Dengan beberapa petimbangan itu, maka, diputuskan untuk tak memberangkatkan jemaah haji di tahun 2020 dan tertera pada Keputusan Menteri Agama Republik Indonesia nomor 494 tahun 2020 tentang pemabatalan jamaah haji.
Dalam mengambil keputusan tersebut, lanjut Fachrul, Kementerian Agama sudah berkoordinasi dengan Komisi VIII DPR-RI dan Majelis Ulama Indonesia (MUI) baik secara formal maupun informal.
"Tentu Kementerian Agama juga sudah melakukan komunikasi dengan mitra kami komisi VIII di DPR tentang perkembangan situasi ini, baik melalui komunikasi formal dengan rapat kerja maupun komunikasi informal secara langsung," ujar Menteri Agama Fachrul Razi dalam konferensi persnya yang dilakukan secara daring.

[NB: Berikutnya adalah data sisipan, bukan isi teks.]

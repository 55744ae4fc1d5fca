//! Virtual coordinate space primitives.
//!
//! All cursor positions and window rectangles live in one unified virtual
//! coordinate space whose origin is the top-left corner of the display.

use serde::{Deserialize, Serialize};

/// A point in virtual space.
#[derive(Debug, Clone, Copy, PartialEq, Default, Serialize, Deserialize)]
pub struct Position {
    pub x: f64,
    pub y: f64,
}

impl Position {
    pub fn new(x: f64, y: f64) -> Self {
        Self { x, y }
    }

    /// Returns a new position moved by the given delta.
    pub fn offset(self, dx: f64, dy: f64) -> Self {
        Self {
            x: self.x + dx,
            y: self.y + dy,
        }
    }

    /// Returns this position clamped into `bounds`.
    ///
    /// The maxima are inclusive pixel coordinates (`x + width - 1`), so a
    /// clamped cursor always lies on a pixel that [`Rect::contains`] accepts.
    pub fn clamp_to(self, bounds: &Rect) -> Self {
        let max_x = bounds.x as f64 + (bounds.width as f64 - 1.0).max(0.0);
        let max_y = bounds.y as f64 + (bounds.height as f64 - 1.0).max(0.0);
        Self {
            x: self.x.clamp(bounds.x as f64, max_x),
            y: self.y.clamp(bounds.y as f64, max_y),
        }
    }
}

/// An axis-aligned rectangle in virtual space.
///
/// `x` and `y` are the top-left corner; the region is half-open, covering
/// `x..x + width` horizontally and `y..y + height` vertically.
#[derive(Debug, Clone, Copy, PartialEq, Eq, Serialize, Deserialize)]
pub struct Rect {
    pub x: i32,
    pub y: i32,
    pub width: u32,
    pub height: u32,
}

impl Rect {
    pub fn new(x: i32, y: i32, width: u32, height: u32) -> Self {
        Self {
            x,
            y,
            width,
            height,
        }
    }

    /// Returns the rightmost X coordinate (exclusive).
    pub fn right(&self) -> i64 {
        self.x as i64 + self.width as i64
    }

    /// Returns the bottommost Y coordinate (exclusive).
    pub fn bottom(&self) -> i64 {
        self.y as i64 + self.height as i64
    }

    /// Returns `true` if both extents are positive.
    pub fn is_valid(&self) -> bool {
        self.width > 0 && self.height > 0
    }

    /// Returns `true` if `pos` lies inside the rectangle.
    pub fn contains(&self, pos: Position) -> bool {
        pos.x >= self.x as f64
            && pos.x < self.right() as f64
            && pos.y >= self.y as f64
            && pos.y < self.bottom() as f64
    }
}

Adapun pembatalan ini berlaku bagi seluruh masyarakat Indonesia, baik yang menggunakan visa reguler atau pun khusus. Dengan begitu, perjalanan haji di tahun 2020 ditutup sementara akibat masa pagebluk COVID-19. Keputusan tersebut diambil untuk menjaga kesehatan masyarakat Indonesia.